Gain more customers up to market saturation, numbers go up.
Market saturation is reached, or nearly reached, numbers don’t go up.
Panic.
Try to get more money: add commercials, buying rivals, reducing workforce, raising prices, reducing services, … in short: enshitification for new growth/monetary gain
Numbers go up… for a while, until users leave.
Panic again.
Make it even more shitty for short term growth.
Repeat.
Hence why STOCK is a thing:
S tart up
T rending
O pens to stocks
C ompany buys up
K rumble and enshittifyis a thing. Whenever a succesful company gets bought out by another and/or made public (IPO), it’s bound to eventually enshittify. The former owner then gets to live a life on a luxury yacht and doesn’t give a shit about the original ideals, if he had them.
The problem with stocks is that according to them, the number must always go up. But this can never happen without enshittification for the customer, for that is enhrined in stocks. Profit then will be put before people.
A diversified economy is healthy.
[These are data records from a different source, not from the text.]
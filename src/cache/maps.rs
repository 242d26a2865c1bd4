//! Sub-cache map types
//!
//! Each sub-cache wraps concurrent maps/sets (`DashMap`/`DashSet`): readers
//! proceed without blocking writers, writers see their own writes
//! immediately, and iteration is snapshot-like (it may miss concurrent
//! inserts but never yields torn entries). Refreshes upsert after all
//! system-of-record rows have been fetched; entries are never deleted, so
//! stale IDs persist until overwritten.

use crate::cache::registry::{
    LabelNameRecord, LabelRecord, LabelValueRecord, LayoutRecord, MetricLabelRecord,
    MetricNameRecord, MetricTargetRecord, TargetRecord,
};
use dashmap::{DashMap, DashSet};
use serde::Serialize;
use std::sync::Arc;

/// `metric name -> MetricID`
#[derive(Debug, Default)]
pub struct MetricNameCache {
    name_to_id: DashMap<String, u32>,
}

impl MetricNameCache {
    pub fn id(&self, name: &str) -> Option<u32> {
        self.name_to_id.get(name).map(|v| *v)
    }

    pub fn len(&self) -> usize {
        self.name_to_id.len()
    }

    pub fn is_empty(&self) -> bool {
        self.name_to_id.is_empty()
    }

    pub(crate) fn apply(&self, records: Vec<MetricNameRecord>) {
        for r in records {
            self.name_to_id.insert(r.name, r.id);
        }
    }

    pub(crate) fn snapshot(&self) -> serde_json::Value {
        let mut name_to_id = serde_json::Map::new();
        for entry in self.name_to_id.iter() {
            name_to_id.insert(entry.key().clone(), (*entry.value()).into());
        }
        serde_json::json!({ "name_to_id": name_to_id })
    }
}

/// `label name -> LabelNameID`
#[derive(Debug, Default)]
pub struct LabelNameCache {
    name_to_id: DashMap<String, u32>,
}

impl LabelNameCache {
    pub fn id(&self, name: &str) -> Option<u32> {
        self.name_to_id.get(name).map(|v| *v)
    }

    pub(crate) fn apply(&self, records: Vec<LabelNameRecord>) {
        for r in records {
            self.name_to_id.insert(r.name, r.id);
        }
    }

    pub(crate) fn snapshot(&self) -> serde_json::Value {
        let mut name_to_id = serde_json::Map::new();
        for entry in self.name_to_id.iter() {
            name_to_id.insert(entry.key().clone(), (*entry.value()).into());
        }
        serde_json::json!({ "name_to_id": name_to_id })
    }
}

/// `label value -> LabelValueID`
#[derive(Debug, Default)]
pub struct LabelValueCache {
    value_to_id: DashMap<String, u32>,
}

impl LabelValueCache {
    pub fn id(&self, value: &str) -> Option<u32> {
        self.value_to_id.get(value).map(|v| *v)
    }

    pub(crate) fn apply(&self, records: Vec<LabelValueRecord>) {
        for r in records {
            self.value_to_id.insert(r.value, r.id);
        }
    }

    pub(crate) fn snapshot(&self) -> serde_json::Value {
        let mut value_to_id = serde_json::Map::new();
        for entry in self.value_to_id.iter() {
            value_to_id.insert(entry.key().clone(), (*entry.value()).into());
        }
        serde_json::json!({ "value_to_id": value_to_id })
    }
}

/// Layout key: which app-label column a label occupies for one metric
#[derive(Debug, Clone, PartialEq, Eq, Hash, Serialize)]
pub struct LayoutKey {
    pub metric_name: String,
    pub app_label_name: String,
}

/// `(metric, app label name) -> column index`
#[derive(Debug, Default)]
pub struct LayoutCache {
    key_to_index: DashMap<LayoutKey, u32>,
}

impl LayoutCache {
    pub fn column_index(&self, metric_name: &str, app_label_name: &str) -> Option<u32> {
        // Borrowed composite lookups are not worth a custom key trait here;
        // layout lookups are off the hot path (once per series, not sample).
        let key = LayoutKey {
            metric_name: metric_name.to_string(),
            app_label_name: app_label_name.to_string(),
        };
        self.key_to_index.get(&key).map(|v| *v)
    }

    pub(crate) fn apply(&self, records: Vec<LayoutRecord>) {
        for r in records {
            self.key_to_index.insert(
                LayoutKey {
                    metric_name: r.metric_name,
                    app_label_name: r.app_label_name,
                },
                r.column_index,
            );
        }
    }

    pub(crate) fn snapshot(&self) -> serde_json::Value {
        let mut key_to_index = serde_json::Map::new();
        for entry in self.key_to_index.iter() {
            let key = serde_json::to_string(entry.key()).unwrap_or_default();
            key_to_index.insert(key, (*entry.value()).into());
        }
        serde_json::json!({ "layout_key_to_index": key_to_index })
    }
}

/// Target identity: the sorted (name, value) pairs of its target labels
#[derive(Debug, Clone, PartialEq, Eq, Hash, Serialize)]
pub struct TargetKey {
    labels: Vec<(String, String)>,
}

impl TargetKey {
    /// Build a key from label pairs in any order.
    pub fn new(mut labels: Vec<(String, String)>) -> Self {
        labels.sort();
        Self { labels }
    }

    pub fn labels(&self) -> &[(String, String)] {
        &self.labels
    }
}

/// `TargetKey -> TargetID` plus the set of target label names
#[derive(Debug, Default)]
pub struct TargetCache {
    key_to_id: DashMap<TargetKey, u32>,
    target_label_keys: DashSet<String>,
}

impl TargetCache {
    pub fn id(&self, key: &TargetKey) -> Option<u32> {
        self.key_to_id.get(key).map(|v| *v)
    }

    /// Whether a label name belongs to the target rather than the app.
    pub fn is_target_label(&self, name: &str) -> bool {
        self.target_label_keys.contains(name)
    }

    pub(crate) fn apply(&self, records: Vec<TargetRecord>) {
        for r in records {
            for (name, _) in &r.labels {
                self.target_label_keys.insert(name.clone());
            }
            self.key_to_id.insert(TargetKey::new(r.labels), r.id);
        }
    }

    pub(crate) fn snapshot(&self) -> serde_json::Value {
        let mut key_to_target_id = serde_json::Map::new();
        for entry in self.key_to_id.iter() {
            let key = serde_json::to_string(entry.key()).unwrap_or_default();
            key_to_target_id.insert(key, (*entry.value()).into());
        }
        let mut label_keys = serde_json::Map::new();
        for name in self.target_label_keys.iter() {
            label_keys.insert(name.clone(), serde_json::json!({}));
        }
        serde_json::json!({
            "key_to_target_id": key_to_target_id,
            "target_label_keys": label_keys,
        })
    }
}

/// A (name, value) label pair key
#[derive(Debug, Clone, PartialEq, Eq, Hash, Serialize)]
pub struct LabelKey {
    pub name: String,
    pub value: String,
}

/// Known label pairs and `LabelID -> pair`
#[derive(Debug, Default)]
pub struct LabelCache {
    keys: DashSet<LabelKey>,
    id_to_key: DashMap<u32, LabelKey>,
}

impl LabelCache {
    pub fn contains(&self, key: &LabelKey) -> bool {
        self.keys.contains(key)
    }

    pub fn key_of(&self, id: u32) -> Option<LabelKey> {
        self.id_to_key.get(&id).map(|v| v.clone())
    }

    pub(crate) fn apply(&self, records: Vec<LabelRecord>) {
        for r in records {
            let key = LabelKey {
                name: r.name,
                value: r.value,
            };
            self.keys.insert(key.clone());
            self.id_to_key.insert(r.id, key);
        }
    }

    pub(crate) fn snapshot(&self) -> serde_json::Value {
        let mut keys = serde_json::Map::new();
        for key in self.keys.iter() {
            let k = serde_json::to_string(&*key).unwrap_or_default();
            keys.insert(k, serde_json::json!({}));
        }
        let mut id_to_key = serde_json::Map::new();
        for entry in self.id_to_key.iter() {
            id_to_key.insert(
                entry.key().to_string(),
                serde_json::to_string(entry.value()).unwrap_or_default().into(),
            );
        }
        serde_json::json!({ "keys": keys, "id_to_key": id_to_key })
    }
}

/// `(metric, LabelID)` membership key
#[derive(Debug, Clone, PartialEq, Eq, Hash, Serialize)]
pub struct MetricLabelKey {
    pub metric_name: String,
    pub label_id: u32,
}

/// Metric to label-ID associations; embeds the shared [`LabelCache`]
#[derive(Debug)]
pub struct MetricLabelCache {
    labels: Arc<LabelCache>,
    metric_name_to_label_ids: DashMap<String, Vec<u32>>,
    keys: DashSet<MetricLabelKey>,
}

impl MetricLabelCache {
    pub fn new(labels: Arc<LabelCache>) -> Self {
        Self {
            labels,
            metric_name_to_label_ids: DashMap::new(),
            keys: DashSet::new(),
        }
    }

    pub fn label_ids(&self, metric_name: &str) -> Option<Vec<u32>> {
        self.metric_name_to_label_ids
            .get(metric_name)
            .map(|v| v.clone())
    }

    pub fn contains(&self, key: &MetricLabelKey) -> bool {
        self.keys.contains(key)
    }

    /// Label pairs of a metric, resolved through the embedded label cache.
    pub fn labels_of(&self, metric_name: &str) -> Vec<LabelKey> {
        self.label_ids(metric_name)
            .map(|ids| ids.iter().filter_map(|id| self.labels.key_of(*id)).collect())
            .unwrap_or_default()
    }

    pub(crate) fn apply(&self, records: Vec<MetricLabelRecord>) {
        for r in records {
            let key = MetricLabelKey {
                metric_name: r.metric_name.clone(),
                label_id: r.label_id,
            };
            if self.keys.insert(key) {
                self.metric_name_to_label_ids
                    .entry(r.metric_name)
                    .or_default()
                    .push(r.label_id);
            }
        }
    }

    pub(crate) fn snapshot(&self) -> serde_json::Value {
        let mut metric_to_ids = serde_json::Map::new();
        for entry in self.metric_name_to_label_ids.iter() {
            metric_to_ids.insert(
                entry.key().clone(),
                serde_json::json!(entry.value().clone()),
            );
        }
        let mut keys = serde_json::Map::new();
        for key in self.keys.iter() {
            keys.insert(
                serde_json::to_string(&*key).unwrap_or_default(),
                serde_json::json!({}),
            );
        }
        serde_json::json!({
            "label_cache": self.labels.snapshot(),
            "metric_name_to_label_ids": metric_to_ids,
            "metric_label_keys": keys,
        })
    }
}

/// `(MetricID, TargetID)` membership key
#[derive(Debug, Clone, PartialEq, Eq, Hash, Serialize)]
pub struct MetricTargetKey {
    pub metric_id: u32,
    pub target_id: u32,
}

/// Metric/target associations; embeds the shared [`MetricNameCache`]
#[derive(Debug)]
pub struct MetricTargetCache {
    metric_names: Arc<MetricNameCache>,
    keys: DashSet<MetricTargetKey>,
    target_id_to_metric_ids: DashMap<u32, Vec<u32>>,
}

impl MetricTargetCache {
    pub fn new(metric_names: Arc<MetricNameCache>) -> Self {
        Self {
            metric_names,
            keys: DashSet::new(),
            target_id_to_metric_ids: DashMap::new(),
        }
    }

    pub fn contains(&self, key: &MetricTargetKey) -> bool {
        self.keys.contains(key)
    }

    pub fn metric_ids(&self, target_id: u32) -> Option<Vec<u32>> {
        self.target_id_to_metric_ids
            .get(&target_id)
            .map(|v| v.clone())
    }

    /// Whether a metric (by name) is associated with the target.
    pub fn metric_seen_on_target(&self, metric_name: &str, target_id: u32) -> bool {
        match self.metric_names.id(metric_name) {
            Some(metric_id) => self.contains(&MetricTargetKey {
                metric_id,
                target_id,
            }),
            None => false,
        }
    }

    pub(crate) fn apply(&self, records: Vec<MetricTargetRecord>) {
        for r in records {
            let key = MetricTargetKey {
                metric_id: r.metric_id,
                target_id: r.target_id,
            };
            if self.keys.insert(key) {
                self.target_id_to_metric_ids
                    .entry(r.target_id)
                    .or_default()
                    .push(r.metric_id);
            }
        }
    }

    pub(crate) fn snapshot(&self) -> serde_json::Value {
        let mut keys = serde_json::Map::new();
        for key in self.keys.iter() {
            keys.insert(
                serde_json::to_string(&*key).unwrap_or_default(),
                serde_json::json!({}),
            );
        }
        let mut target_to_metrics = serde_json::Map::new();
        for entry in self.target_id_to_metric_ids.iter() {
            target_to_metrics.insert(
                entry.key().to_string(),
                serde_json::json!(entry.value().clone()),
            );
        }
        serde_json::json!({
            "metric_target_keys": keys,
            "target_id_to_metric_ids": target_to_metrics,
        })
    }
}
Companies diversifying is also good, but if they grow too big and move away too much from their initial focus, the risk grows that they no longer depend on your average Joe customer, who will take much less shit. They can buy up competing companies easily. And then customers are forced to buy at theirs. Result: vendor lock-in.
The answer to that is breaking up large companies. If there are fewer than a dozen competitors, and the company is not a society-owned enterprise (ie., a worker-owned, self-managed cooperative w/ a commitment to abolition of capitalism), then the company should be broken up or reformed.